== INSTRUCTIONS TO FOLLOW ==
Filter the data below for the string "Create" and copy each matching line.

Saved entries
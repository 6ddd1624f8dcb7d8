//! Connection parameters for the database collaborator.

use std::fmt;
use std::time::Duration;

/// Default server address.
pub const DEFAULT_ADDRESS: &str = "127.0.0.1";

/// Default native-protocol port.
pub const DEFAULT_PORT: u16 = 9000;

/// Default login user.
pub const DEFAULT_LOGIN_USER: &str = "default";

/// Default request timeout.
pub const DEFAULT_TIMEOUT: Duration = Duration::from_secs(30);

/// Connection parameters handed to the caller's driver.
///
/// The engine itself never opens a connection; these parameters exist so
/// orchestration code has one canonical place to carry address, TLS mode,
/// and login credentials.
#[derive(Clone)]
pub struct ClientConfig {
    /// Server address (hostname or IP).
    pub address: String,

    /// Server port.
    pub port: u16,

    /// Whether to connect over TLS.
    pub secure: bool,

    /// Login user for the connection.
    pub login_user: String,

    /// Login password for the connection.
    pub login_password: String,

    /// Request timeout.
    pub timeout: Duration,
}

impl ClientConfig {
    /// Create a configuration for the given address with defaults elsewhere.
    pub fn new(address: impl Into<String>) -> Self {
        Self {
            address: address.into(),
            port: DEFAULT_PORT,
            secure: false,
            login_user: DEFAULT_LOGIN_USER.to_string(),
            login_password: String::new(),
            timeout: DEFAULT_TIMEOUT,
        }
    }

    /// Create a configuration for localhost on the default port.
    pub fn localhost() -> Self {
        Self::new(DEFAULT_ADDRESS)
    }

    /// Set the server port.
    pub fn with_port(mut self, port: u16) -> Self {
        self.port = port;
        self
    }

    /// Enable or disable TLS.
    pub fn with_secure(mut self, secure: bool) -> Self {
        self.secure = secure;
        self
    }

    /// Set the login user.
    pub fn with_login_user(mut self, user: impl Into<String>) -> Self {
        self.login_user = user.into();
        self
    }

    /// Set the login password.
    pub fn with_login_password(mut self, password: impl Into<String>) -> Self {
        self.login_password = password.into();
        self
    }

    /// Set the request timeout.
    pub fn with_timeout(mut self, timeout: Duration) -> Self {
        self.timeout = timeout;
        self
    }
}

impl Default for ClientConfig {
    fn default() -> Self {
        Self::localhost()
    }
}

// Manual Debug so the login password never reaches logs.
impl fmt::Debug for ClientConfig {
    fn fmt(&self, f: &mut fmt::Formatter<'_>) -> fmt::Result {
        f.debug_struct("ClientConfig")
            .field("address", &self.address)
            .field("port", &self.port)
            .field("secure", &self.secure)
            .field("login_user", &self.login_user)
            .field("login_password", &"********")
            .field("timeout", &self.timeout)
            .finish()
    }
}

== OUTPUT BELOW ==
    /// Create a configuration for the given address with defaults elsewhere.
    /// Create a configuration for localhost on the default port.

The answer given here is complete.